You can find more information about the heap in this article.
A memory heap is a location in memory where memory may be allocated at random access. Unlike the stack where memory is allocated and released in a very defined order, individual data elements allocated on the heap are typically released in ways which is asynchronous from one another. Any such data element is freed when the program explicitly releases the corresponding pointer, and this may result in a fragmented heap. In opposition only data at the top (or the bottom, depending on the way the stack works) may be released, resulting in data element being freed in the reverse order they were allocated.
Heap is just an area where memory is allocated or deallocated without any order. This happens when one creates an object using the new operator or something similar. This is opposed to stack where memory is deallocated on the first in last out basis.
It's a chunk of memory allocated from the operating system by the memory manager in use by a process. Calls to malloc() et alia then take memory from this heap instead of having to deal with the operating system directly.
You probably mean heap memory, not memory heap.
Heap memory is essentially a large pool of memory (typically per process) from which the running program can request chunks. This is typically called dynamic allocation.
It is different from the Stack, where "automatic variables" are allocated. So, for example, when you define in a C function a pointer variable, enough space to hold a memory address is allocated on the stack. However, you will often need to dynamically allocate space (With malloc) on the heap and then provide the address where this memory chunk starts to the pointer.
A memory heap is a common structure for holding dynamically allocated memory.
See Dynamic_memory_allocation on wikipedia.
There are other structures, like pools, stacks and piles.
Memory organization is divided into two parts: heap memory and stack memory.
Heap memory is the main working memory, lowest address is the starting address.
In stack memory, the flow of data is driven by bottom to up approach. Then the memory Arch is named as stack.
every running process has its own private fake virtual memory provided by the OS.
the OS can map this to physical memory at any point as long as it is available otherwise it will map to disk and swap as needed.
this virtual memory is logically divided into segments for organizing different kinds of data.
the code segment holds the executable instructions.
the data segment holds static data such as global or static variables.
the stack holds local data that is automatically managed by called and returning functions.
all of these segments are fixed size even the stack its just the portion used can grow or shrink and is reclaimed as functions returned.

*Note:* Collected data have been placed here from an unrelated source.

//! Longest-match resolution.
//!
//! Every alternative runs from the same checkpoint, ignoring the commit
//! policy. The success that consumed the most tokens wins; on equal length
//! the earlier alternative wins. When everything fails, the failure that got
//! furthest is kept and failures at the same position merge their
//! expectations.
//!
//! Diagnostics reported while running an alternative belong to it: they are
//! dropped when the alternative loses and re-appended when it wins.

use super::combinators::Parser;
use super::cst::SyntaxNode;
use super::error::{Failure, merge_into};
use super::stream::StreamPos;
use super::state::ParseState;
use crate::diagnostics::DiagnosticMessage;

struct Winner {
    node: SyntaxNode,
    index: usize,
    end: StreamPos,
    diagnostics: Vec<DiagnosticMessage>,
}

/// Run the alternatives and return the winning node with its index.
pub(crate) fn longest_match(
    state: &mut ParseState<'_, '_>,
    alternatives: &[&Parser],
) -> Result<(SyntaxNode, usize), Failure> {
    let start = state.checkpoint();

    // Fast path: no speculation needed.
    if let [only] = alternatives {
        return only.parse(state).map(|node| (node, 0));
    }

    let mut winner: Option<Winner> = None;
    let mut failure = None;
    // Where the cursor stood after the furthest failing alternative.
    let mut failed_end = start.pos;

    for (index, alternative) in alternatives.iter().enumerate() {
        state.restore(start);
        match alternative.parse(state) {
            Ok(node) => {
                let end = state.pos();
                let diagnostics = state.diagnostics.split_off(start.diagnostics_len);
                if winner.as_ref().is_none_or(|w| end > w.end) {
                    winner = Some(Winner {
                        node,
                        index,
                        end,
                        diagnostics,
                    });
                } else {
                    state.tracer().trace_backtrack(alternative.label());
                }
            }
            Err(err) => {
                if state.has_fatal_error() {
                    return Err(err);
                }
                failed_end = failed_end.max(state.pos());
                state.tracer().trace_backtrack(alternative.label());
                merge_into(&mut failure, err);
            }
        }
    }

    state.restore(start);
    if let Some(winner) = winner {
        state.stream.restore(winner.end);
        state.diagnostics.append(winner.diagnostics);
        let consumed = state.consumed_since(start.pos);
        state
            .tracer()
            .trace_winner(alternatives[winner.index].label(), consumed);
        return Ok((winner.node, winner.index));
    }

    // Keep the commit visible to callers: a branch that consumed input
    // leaves the cursor where it stopped.
    state.stream.restore(failed_end);
    match failure {
        Some(failure) => Err(failure),
        None => Err(state.fail("nothing")),
    }
}
//! Declarative productions.
//!
//! A [`NodeBuilder`] lists the components of a production in order: literal
//! tokens, named fields and unnamed sub-parsers. [`NodeBuilder::build`]
//! compiles it into a [`Parser`] that parses the components in sequence and
//! assembles a node of the given kind, and computes the production's hints
//! by sequencing the components' [`FirstTokens`].
//!
//! ```
//! use mixfix_lib::{NodeBuilder, Prec};
//! use mixfix_lib::parser::combinators::category;
//!
//! let paren = NodeBuilder::new("paren")
//!     .token("(")
//!     .field("term", category("term", Prec::ZERO))
//!     .token(")")
//!     .build();
//! assert_eq!(paren.first().to_string(), "{'('}");
//! ```
//!
//! Literal tokens stay in the node (unnamed), so the tree still covers every
//! token of the source.

use std::rc::Rc;

use super::combinators::{Parser, collect_tokens, longest_match, symbol};
use super::cst::{NodeKind, SyntaxNode};
use super::hints::FirstTokens;

#[derive(Debug, Clone)]
struct Component {
    name: Option<Rc<str>>,
    parser: Parser,
}

#[derive(Debug, Clone)]
pub struct NodeBuilder {
    kind: NodeKind,
    components: Vec<Component>,
}

impl NodeBuilder {
    pub fn new(kind: &str) -> Self {
        Self {
            kind: NodeKind::new(kind),
            components: Vec::new(),
        }
    }

    /// A literal token, kept in the node without a field name.
    pub fn token(self, text: &str) -> Self {
        self.parser(symbol(text))
    }

    /// A named component.
    pub fn field(mut self, name: &str, parser: Parser) -> Self {
        self.components.push(Component {
            name: Some(Rc::from(name)),
            parser,
        });
        self
    }

    /// An unnamed component.
    pub fn parser(mut self, parser: Parser) -> Self {
        self.components.push(Component { name: None, parser });
        self
    }

    /// How the production can start: the components in sequence, stopping at
    /// the first one that must consume a token.
    pub fn hints(&self) -> FirstTokens {
        self.components
            .iter()
            .fold(FirstTokens::Epsilon, |acc, c| acc.seq(c.parser.first().clone()))
    }

    pub fn build(self) -> Parser {
        let first = self.hints();
        let tokens = collect_tokens(self.components.iter().map(|c| &c.parser));
        let NodeBuilder { kind, components } = self;
        let label = kind.as_str().to_string();

        Parser::new(&label, first, tokens, move |state| {
            state.enter_recursion()?;
            let start = state.pos();
            let mut fields = Vec::with_capacity(components.len());

            for (i, component) in components.iter().enumerate() {
                match component.parser.parse(state) {
                    Ok(node) => fields.push((component.name.clone(), node)),
                    Err(mut failure) => {
                        state.exit_recursion();
                        if state.pos() == start {
                            return Err(failure);
                        }
                        // Committed: keep what was built, mark the rest missing.
                        fields.push((component.name.clone(), failure.take_partial_or_missing()));
                        let offset = failure.range().start();
                        for rest in &components[i + 1..] {
                            let missing = SyntaxNode::missing(offset, rest.parser.label());
                            fields.push((rest.name.clone(), missing));
                        }
                        let partial = SyntaxNode::node(kind.clone(), fields);
                        return Err(failure.with_partial(partial));
                    }
                }
            }

            state.exit_recursion();
            Ok(SyntaxNode::node(kind.clone(), fields))
        })
    }
}

/// Alternative shapes of one production, resolved by longest match.
///
/// The hints are the union of the alternatives' hints.
pub fn node_choice(label: &str, alternatives: Vec<NodeBuilder>) -> Parser {
    let parsers: Vec<Parser> = alternatives.into_iter().map(NodeBuilder::build).collect();
    longest_match(parsers).with_label(label)
}
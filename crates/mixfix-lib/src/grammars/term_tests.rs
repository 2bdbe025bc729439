use super::command::COMMAND;
use super::standard;
use super::term::TERM;
use crate::parser::cst::SyntaxNode;
use crate::parser::lexer::TokenKind;
use crate::test_utils::{dump_term, parse_term};

fn binders(source: &str) -> Vec<SyntaxNode> {
    let (parse, diagnostics) = parse_term(source);
    assert!(diagnostics.is_empty(), "{}", diagnostics.printer().render());
    let lambda = parse.root();
    assert!(lambda.is("lambda"), "{}", lambda.dump());
    lambda.field("binders").unwrap().children().cloned().collect()
}

#[test]
fn untyped_binder() {
    insta::assert_snapshot!(dump_term("fun x, x"), @r#"
    lambda
      Symbol "fun"
      binders: null
        simple_binder
          names: null
            Ident "x"
          type: null
      Symbol ","
      body: Ident "x"
    "#);
}

#[test]
fn bracketed_binder_with_type() {
    insta::assert_snapshot!(dump_term("fun (x : Nat), x"), @r#"
    lambda
      Symbol "fun"
      binders: null
        bracketed_binder
          Symbol "("
          names: null
            Ident "x"
          type: null
            type_spec
              Symbol ":"
              type: Ident "Nat"
          Symbol ")"
      Symbol ","
      body: Ident "x"
    "#);
}

#[test]
fn simple_binder_takes_all_names_and_the_type() {
    let found = binders("λ x y : Nat, x");
    assert_eq!(found.len(), 1);
    let binder = &found[0];
    assert!(binder.is("simple_binder"));
    assert_eq!(binder.field("names").unwrap().children().count(), 2);
    assert!(!binder.field("type").unwrap().is_empty_group());
}

#[test]
fn bracketed_binders_repeat() {
    let found = binders("fun (x : Nat) (y) z, x");
    let kinds: Vec<_> = found
        .iter()
        .map(|b| b.kind().unwrap().as_str().to_string())
        .collect();
    assert_eq!(kinds, ["bracketed_binder", "bracketed_binder", "simple_binder"]);
    assert!(found[1].field("type").unwrap().is_empty_group());
}

#[test]
fn have_without_a_name() {
    insta::assert_snapshot!(dump_term("have : a := b; c"), @r#"
    have
      Symbol "have"
      name: null
      type: type_spec
        Symbol ":"
        type: Ident "a"
      Symbol ":="
      value: Ident "b"
      Symbol ";"
      body: Ident "c"
    "#);
}

#[test]
fn literals_are_arguments() {
    let (parse, diagnostics) = parse_term("f 0x1F 2.5 \"s\"");
    assert!(diagnostics.is_empty());
    let args: Vec<TokenKind> = parse
        .root()
        .field("args")
        .unwrap()
        .children()
        .map(|arg| arg.token().unwrap().kind)
        .collect();
    assert_eq!(args, [TokenKind::Number, TokenKind::Number, TokenKind::Str]);
}

#[test]
fn standard_has_both_categories() {
    let registry = standard();
    assert!(registry.category(TERM).is_some());
    assert!(registry.category(COMMAND).is_some());
    assert!(registry.tokens().contains("#check"));
    assert!(registry.tokens().contains("->"));
}
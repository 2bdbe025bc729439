//! Names as small integers.
//!
//! The registry refers to syntax categories (`term`, `command`, ...) by
//! [`Symbol`] and keeps one table per category, indexed by the symbol.

use indexmap::IndexSet;

/// Handle to an interned name. Symbols of one interner are dense: the n-th
/// distinct name gets index n, so they double as table indices.
///
/// Ordering follows interning order, not the names.
#[derive(Clone, Copy, PartialEq, Eq, PartialOrd, Ord, Hash, Debug)]
pub struct Symbol(u32);

impl Symbol {
    #[inline]
    pub fn from_raw(index: u32) -> Self {
        Self(index)
    }

    #[inline]
    pub fn as_u32(self) -> u32 {
        self.0
    }

    /// Position in the interner, for indexing per-name tables.
    #[inline]
    pub fn index(self) -> usize {
        self.0 as usize
    }
}

/// Deduplicating name table.
#[derive(Debug, Clone, Default)]
pub struct Interner {
    names: IndexSet<Box<str>>,
}

impl Interner {
    pub fn new() -> Self {
        Self::default()
    }

    /// Symbol for `name`, adding it on first use.
    pub fn intern(&mut self, name: &str) -> Symbol {
        match self.get(name) {
            Some(sym) => sym,
            None => Symbol(self.names.insert_full(name.into()).0 as u32),
        }
    }

    /// Symbol for `name` if it was interned before.
    pub fn get(&self, name: &str) -> Option<Symbol> {
        self.names.get_index_of(name).map(|i| Symbol(i as u32))
    }

    /// Name of a symbol from this interner.
    ///
    /// # Panics
    /// If `sym` came from another interner and is out of range here.
    pub fn resolve(&self, sym: Symbol) -> &str {
        match self.try_resolve(sym) {
            Some(name) => name,
            None => panic!("symbol {} not owned by this interner", sym.0),
        }
    }

    pub fn try_resolve(&self, sym: Symbol) -> Option<&str> {
        self.names.get_index(sym.index()).map(|name| &**name)
    }

    pub fn len(&self) -> usize {
        self.names.len()
    }

    pub fn is_empty(&self) -> bool {
        self.names.is_empty()
    }

    /// Names with their symbols, in interning order.
    pub fn iter(&self) -> impl Iterator<Item = (Symbol, &str)> {
        self.names
            .iter()
            .enumerate()
            .map(|(i, name)| (Symbol(i as u32), &**name))
    }
}
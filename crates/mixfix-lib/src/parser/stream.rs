//! Lazy token stream with checkpoint/restore.
//!
//! Tokens are lexed on demand against the token table passed to each call
//! and cached. Backtracking only moves the cursor over the cache. When the
//! table changes between commands, [`TokenStream::invalidate_after_cursor`]
//! drops the cached lookahead so later input sees the new tokens.

use super::lexer::{LexError, Token, TokenKind, TokenTable, lex_token};

use rowan::TextRange;
use std::rc::Rc;

/// Cursor position. Only meaningful for the stream that produced it.
#[derive(Debug, Clone, Copy, PartialEq, Eq, PartialOrd, Ord, Hash)]
pub struct StreamPos(usize);

impl StreamPos {
    /// Index of the token under the cursor.
    pub fn index(self) -> usize {
        self.0
    }
}

#[derive(Debug, Clone)]
pub struct TokenStream<'src> {
    source: &'src str,
    tokens: Vec<Token>,
    pos: usize,
    fatal: Option<LexError>,
}

impl<'src> TokenStream<'src> {
    pub fn new(source: &'src str) -> Self {
        Self {
            source,
            tokens: Vec::new(),
            pos: 0,
            fatal: None,
        }
    }

    pub fn source(&self) -> &'src str {
        self.source
    }

    /// The lexical error that stopped tokenization, if any.
    pub fn fatal_error(&self) -> Option<&LexError> {
        self.fatal.as_ref()
    }

    /// Make sure the cache holds the token at `index` (or ends with `Eof`).
    fn fill(&mut self, index: usize, table: &TokenTable) {
        while self.tokens.len() <= index {
            if self.tokens.last().is_some_and(Token::is_eof) {
                return;
            }
            let offset = self.tokens.last().map_or(0, |t| usize::from(t.range.end()));
            let token = match lex_token(self.source, offset, table) {
                Ok(token) => token,
                Err(err) => {
                    // A synthetic end of input: everything stops, the error
                    // surfaces when the parse finishes.
                    let end = self.source.len() as u32;
                    let eof = Token {
                        kind: TokenKind::Eof,
                        text: Rc::from(""),
                        range: TextRange::empty(end.into()),
                        leading_trivia: Rc::from(""),
                    };
                    self.fatal.get_or_insert(err);
                    eof
                }
            };
            self.tokens.push(token);
        }
    }

    /// Token under the cursor.
    pub fn peek(&mut self, table: &TokenTable) -> &Token {
        self.peek_nth(0, table)
    }

    /// Token `n` positions after the cursor. Saturates at `Eof`.
    pub fn peek_nth(&mut self, n: usize, table: &TokenTable) -> &Token {
        self.fill(self.pos + n, table);
        let index = (self.pos + n).min(self.tokens.len() - 1);
        &self.tokens[index]
    }

    /// Consume the token under the cursor. `Eof` is never consumed.
    pub fn advance(&mut self, table: &TokenTable) -> Token {
        let token = self.peek(table).clone();
        if !token.is_eof() {
            self.pos += 1;
        }
        token
    }

    pub fn checkpoint(&self) -> StreamPos {
        StreamPos(self.pos)
    }

    /// Move the cursor back (or forward) to a position handed out by `checkpoint`.
    pub fn restore(&mut self, pos: StreamPos) {
        debug_assert!(pos.0 <= self.tokens.len(), "restore past cached tokens");
        self.pos = pos.0;
    }

    /// Drop cached tokens after the cursor; they were lexed with an outdated table.
    pub fn invalidate_after_cursor(&mut self) {
        if self.fatal.is_none() {
            self.tokens.truncate(self.pos);
        }
    }

    /// Range of the token under the cursor, without lexing further than needed.
    pub fn current_range(&mut self, table: &TokenTable) -> TextRange {
        self.peek(table).range
    }

    /// End of the last consumed token (start of input if none).
    pub fn last_end(&self) -> rowan::TextSize {
        self.pos
            .checked_sub(1)
            .map_or(rowan::TextSize::from(0), |i| self.tokens[i].range.end())
    }

    pub fn at_eof(&mut self, table: &TokenTable) -> bool {
        self.peek(table).is_eof()
    }
}
//! Builtin grammars, written against the public engine API.
//!
//! - [`term`]: a small term language (binders, arrows, arithmetic,
//!   application) in category `term`
//! - [`command`]: top-level commands in category `command`, including
//!   `notation`/`infixl`/... declarations and the layer that turns them into
//!   registry productions

pub mod command;
pub mod term;

#[cfg(test)]
mod command_tests;
#[cfg(test)]
mod term_tests;

use crate::registry::{DescriptorId, GrammarRegistry, Production};

/// Register a builtin production. Builtins are never rejected.
fn add(registry: &mut GrammarRegistry, production: Production) -> DescriptorId {
    registry
        .register(production)
        .expect("builtin productions always make progress")
}

/// Term and command grammars together, ready for [`Session::parse_commands`](crate::Session::parse_commands).
pub fn standard() -> GrammarRegistry {
    let mut registry = term::registry();
    command::register(&mut registry);
    registry
}
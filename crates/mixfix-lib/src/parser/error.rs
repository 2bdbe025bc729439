//! Parse failures.
//!
//! A [`Failure`] is a value, not an unwinding: combinators return it and the
//! caller decides whether to try something else (only if nothing was
//! consumed) or give up. When several branches fail, the one that got
//! furthest wins and failures at the same position merge their expectations.

use rowan::TextRange;

use super::cst::SyntaxNode;
use super::stream::StreamPos;

pub type PResult = Result<SyntaxNode, Failure>;

#[derive(Debug, Clone)]
pub struct Failure {
    pub(crate) pos: StreamPos,
    pub(crate) range: TextRange,
    pub(crate) unexpected: String,
    pub(crate) expected: Vec<String>,
    pub(crate) custom: Option<String>,
    pub(crate) hint: Option<String>,
    /// Whatever was built before the failure, with `Missing` at the failure point.
    pub(crate) partial: Option<SyntaxNode>,
}

impl Failure {
    pub(crate) fn new(
        pos: StreamPos,
        range: TextRange,
        unexpected: String,
        expected: impl Into<String>,
    ) -> Self {
        Self {
            pos,
            range,
            unexpected,
            expected: vec![expected.into()],
            custom: None,
            hint: None,
            partial: None,
        }
    }

    /// Failure with a fixed message instead of an expectation list.
    pub(crate) fn custom(
        pos: StreamPos,
        range: TextRange,
        unexpected: String,
        message: impl Into<String>,
    ) -> Self {
        Self {
            pos,
            range,
            unexpected,
            expected: Vec::new(),
            custom: Some(message.into()),
            hint: None,
            partial: None,
        }
    }

    pub fn pos(&self) -> StreamPos {
        self.pos
    }

    pub fn range(&self) -> TextRange {
        self.range
    }

    pub fn expected(&self) -> &[String] {
        &self.expected
    }

    pub fn hint(&self) -> Option<&str> {
        self.hint.as_deref()
    }

    pub fn partial(&self) -> Option<&SyntaxNode> {
        self.partial.as_ref()
    }

    pub(crate) fn with_hint(mut self, hint: impl Into<String>) -> Self {
        self.hint = Some(hint.into());
        self
    }

    pub(crate) fn with_partial(mut self, partial: SyntaxNode) -> Self {
        self.partial = Some(partial);
        self
    }

    /// The partial tree, or a `Missing` placeholder at the failure point.
    pub(crate) fn take_partial_or_missing(&mut self) -> SyntaxNode {
        match self.partial.take() {
            Some(partial) => partial,
            None => SyntaxNode::missing(self.range.start(), self.expected_summary()),
        }
    }

    /// Short description of what was expected, for `Missing` placeholders.
    pub fn expected_summary(&self) -> String {
        if self.expected.is_empty() {
            return self.custom.clone().unwrap_or_default();
        }
        join_alternatives(&self.expected)
    }

    /// Human-readable message: `unexpected token ')'; expected term`.
    pub fn message(&self) -> String {
        if let Some(custom) = &self.custom {
            return custom.clone();
        }
        format!(
            "unexpected {}; expected {}",
            self.unexpected,
            join_alternatives(&self.expected)
        )
    }

    /// Keep the failure that got further; at the same position, merge expectations.
    pub(crate) fn merge(self, other: Failure) -> Failure {
        if other.pos > self.pos {
            return other;
        }
        if other.pos < self.pos {
            return self;
        }
        let mut merged = self;
        for item in other.expected {
            if !merged.expected.contains(&item) {
                merged.expected.push(item);
            }
        }
        if merged.custom.is_some() && !merged.expected.is_empty() {
            merged.custom = None;
        }
        merged.hint = merged.hint.or(other.hint);
        merged.partial = merged.partial.or(other.partial);
        merged
    }
}

/// `a`, `a or b`, `a, b or c`.
fn join_alternatives(items: &[String]) -> String {
    match items {
        [] => String::new(),
        [one] => one.clone(),
        [init @ .., last] => format!("{} or {}", init.join(", "), last),
    }
}

/// Merge an optional running failure with a new one.
pub(crate) fn merge_into(best: &mut Option<Failure>, failure: Failure) {
    *best = Some(match best.take() {
        Some(current) => current.merge(failure),
        None => failure,
    });
}
//! Parse sessions.
//!
//! A [`Session`] owns a grammar registry and the parse limits. It parses a
//! single term ([`Session::parse`]) or a sequence of commands
//! ([`Session::parse_commands`]), letting a declaration layer change the
//! grammar after each command: a notation is visible to the commands after
//! the one that declared it, never to earlier ones.

use std::rc::Rc;

use mixfix_core::Prec;
use rowan::TextRange;

use crate::config::ParseConfig;
use crate::diagnostics::{DiagnosticKind, Diagnostics};
use crate::parser::cst::{NodeKind, SyntaxNode};
use crate::parser::error::Failure;
use crate::parser::lexer::Token;
use crate::parser::pratt;
use crate::parser::state::ParseState;
use crate::parser::stream::TokenStream;
use crate::parser::trace::{NoopTracer, Tracer};
use crate::registry::{GrammarRegistry, Role};
use crate::{Error, PassResult};

/// Result of parsing one term.
#[derive(Debug, Clone, PartialEq, Eq)]
pub struct Parse {
    root: SyntaxNode,
    rest: Vec<Token>,
    trailing_trivia: Rc<str>,
}

impl Parse {
    /// The tree. `Missing` (or a partial tree) when the term failed.
    pub fn root(&self) -> &SyntaxNode {
        &self.root
    }

    pub fn into_root(self) -> SyntaxNode {
        self.root
    }

    /// Tokens after the term that nothing consumed.
    pub fn rest(&self) -> &[Token] {
        &self.rest
    }

    /// Whitespace and comments at the end of the input.
    pub fn trailing_trivia(&self) -> &str {
        &self.trailing_trivia
    }

    /// The source text this parse covers, byte for byte.
    pub fn to_source(&self) -> String {
        let mut out = self.root.to_source();
        for token in &self.rest {
            out.push_str(&token.leading_trivia);
            out.push_str(&token.text);
        }
        out.push_str(&self.trailing_trivia);
        out
    }
}

/// Result of parsing a sequence of commands.
#[derive(Debug, Clone, PartialEq, Eq)]
pub struct Module {
    commands: Vec<SyntaxNode>,
    trailing_trivia: Rc<str>,
}

impl Module {
    /// One tree per command; unparsable stretches are `error` nodes.
    pub fn commands(&self) -> &[SyntaxNode] {
        &self.commands
    }

    pub fn to_source(&self) -> String {
        let mut out: String = self.commands.iter().map(SyntaxNode::to_source).collect();
        out.push_str(&self.trailing_trivia);
        out
    }

    /// Indented rendering of all commands.
    pub fn dump(&self) -> String {
        self.commands.iter().map(SyntaxNode::dump).collect()
    }
}

/// A grammar plus limits; parses source text.
#[derive(Debug, Clone, Default)]
pub struct Session {
    registry: GrammarRegistry,
    config: ParseConfig,
}

impl Session {
    pub fn new(registry: GrammarRegistry) -> Self {
        Self {
            registry,
            config: ParseConfig::default(),
        }
    }

    pub fn with_config(mut self, config: ParseConfig) -> Self {
        self.config = config;
        self
    }

    pub fn config(&self) -> &ParseConfig {
        &self.config
    }

    pub fn registry(&self) -> &GrammarRegistry {
        &self.registry
    }

    pub fn registry_mut(&mut self) -> &mut GrammarRegistry {
        &mut self.registry
    }

    /// Parse `source` as one term of `category` at `min_prec`.
    ///
    /// Recoverable errors come back as diagnostics next to a tree with
    /// `Missing` placeholders. Input left after a complete term is reported
    /// and kept in [`Parse::rest`].
    pub fn parse(&self, source: &str, category: &str, min_prec: Prec) -> PassResult<Parse> {
        self.parse_with_tracer(source, category, min_prec, &mut NoopTracer)
    }

    pub fn parse_with_tracer(
        &self,
        source: &str,
        category: &str,
        min_prec: Prec,
        tracer: &mut dyn Tracer,
    ) -> PassResult<Parse> {
        let stream = TokenStream::new(source);
        let mut state = ParseState::new(stream, &self.registry, &self.config, tracer);

        let root = match pratt::parse_expr(&mut state, category, min_prec) {
            Ok(root) => {
                if !state.at_eof() && !state.has_fatal_error() {
                    let failure = state.fail("end of input");
                    state
                        .diagnostics_mut()
                        .report(DiagnosticKind::TrailingInput, failure.range())
                        .message(failure.message())
                        .emit();
                }
                root
            }
            Err(failure) => report_failure(&mut state, failure),
        };

        let finished = state.finish();
        let mut stream = finished.stream;
        let mut rest = Vec::new();
        let tokens = self.registry.tokens();
        while !stream.at_eof(tokens) {
            rest.push(stream.advance(tokens));
        }
        if let Some(err) = finished.fatal_error {
            return Err(err);
        }
        if let Some(err) = stream.fatal_error() {
            return Err(Error::Lex(err.clone()));
        }

        let trailing_trivia = stream.peek(tokens).leading_trivia.clone();
        let parse = Parse {
            root,
            rest,
            trailing_trivia,
        };
        Ok((parse, finished.diagnostics))
    }

    /// Parse commands of `category` until the end of input.
    ///
    /// `on_command` runs after each command with the registry, so a command
    /// can declare notations for the ones after it. A command that fails to
    /// parse is reported, and input is skipped up to the next token that can
    /// start a command; the skipped stretch becomes an `error` node.
    pub fn parse_commands(
        &mut self,
        source: &str,
        category: &str,
        mut on_command: impl FnMut(&SyntaxNode, &mut GrammarRegistry),
    ) -> PassResult<Module> {
        let mut stream = TokenStream::new(source);
        let mut diagnostics = Diagnostics::new();
        let mut commands = Vec::new();
        let mut exec_fuel = self.config.exec_fuel();
        let mut tracer = NoopTracer;

        while !stream.at_eof(self.registry.tokens()) {
            let mut state = ParseState::new(stream, &self.registry, &self.config, &mut tracer)
                .with_exec_fuel_remaining(exec_fuel);

            let start = state.pos();
            let command = match pratt::parse_expr(&mut state, category, Prec::ZERO) {
                Ok(command) => command,
                Err(failure) => {
                    let partial = report_failure(&mut state, failure);
                    recover(&mut state, category, start, partial)
                }
            };

            let finished = state.finish();
            if let Some(err) = finished.fatal_error {
                return Err(err);
            }
            diagnostics.extend(finished.diagnostics);
            exec_fuel = finished.exec_fuel_remaining;
            stream = finished.stream;

            on_command(&command, &mut self.registry);
            let range = command
                .text_range()
                .unwrap_or_else(|| TextRange::empty(stream.last_end()));
            for warning in self.registry.take_warnings() {
                diagnostics
                    .report(warning.kind, range)
                    .message(warning.message)
                    .emit();
            }
            // Lookahead was lexed with the old token table.
            stream.invalidate_after_cursor();
            commands.push(command);
        }

        if let Some(err) = stream.fatal_error() {
            return Err(Error::Lex(err.clone()));
        }
        let trailing_trivia = stream.peek(self.registry.tokens()).leading_trivia.clone();
        let module = Module {
            commands,
            trailing_trivia,
        };
        Ok((module, diagnostics))
    }
}

/// Turn a failed term into one diagnostic; return the partial tree.
fn report_failure(state: &mut ParseState<'_, '_>, mut failure: Failure) -> SyntaxNode {
    if !state.has_fatal_error() {
        let mut builder = state
            .diagnostics_mut()
            .report(DiagnosticKind::ParseError, failure.range())
            .message(failure.message());
        if let Some(hint) = failure.hint() {
            builder = builder.hint(hint);
        }
        builder.emit();
    }
    failure.take_partial_or_missing()
}

/// Skip to the next token that can start a command, wrapping the failed
/// command and the skipped tokens in an `error` node.
fn recover(
    state: &mut ParseState<'_, '_>,
    category: &str,
    start: crate::parser::stream::StreamPos,
    partial: SyntaxNode,
) -> SyntaxNode {
    let registry = state.registry();
    let Some(cat) = registry.category(category) else {
        return partial;
    };

    let mut items = vec![partial];
    loop {
        if state.has_fatal_error() {
            break;
        }
        let token = state.peek().clone();
        if token.is_eof() {
            break;
        }
        let moved = state.pos() != start;
        if moved && !registry.lookup(cat, Role::Leading, &token).is_empty() {
            break;
        }
        items.push(SyntaxNode::Atom(state.advance()));
    }
    SyntaxNode::node(
        NodeKind::new("error"),
        items.into_iter().map(|item| (None, item)).collect(),
    )
}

the only segment that is not preallocated at app startup and fixed size is the heap.
the app can request from the OS at runtime new memory to be allocated and the OS will reserve a part of your apps virtual space and commit that to physical memory as needed.
the OS will return a pointer to that newly allocated heap memory and that pointer holds the base or starting address of the new block. that pointer sits on the stack and when that stack space is reclaimed your pointer will be no longer in scope and therefore you have no means of access to that block of memory. and if you dont tell the OS you are done with it so it can reclaim it that is just zombie memory sitting there with no means of access and if your app keeps requesting memory while never giving it back it will crash when the system runs out of memory. so it is important to free or at least pass the pointer to another pointer external to the scope it was defined in so you can maintain an interface to that memory allocated in heap space. i would suggest looking into virtual memory further and understanding segments.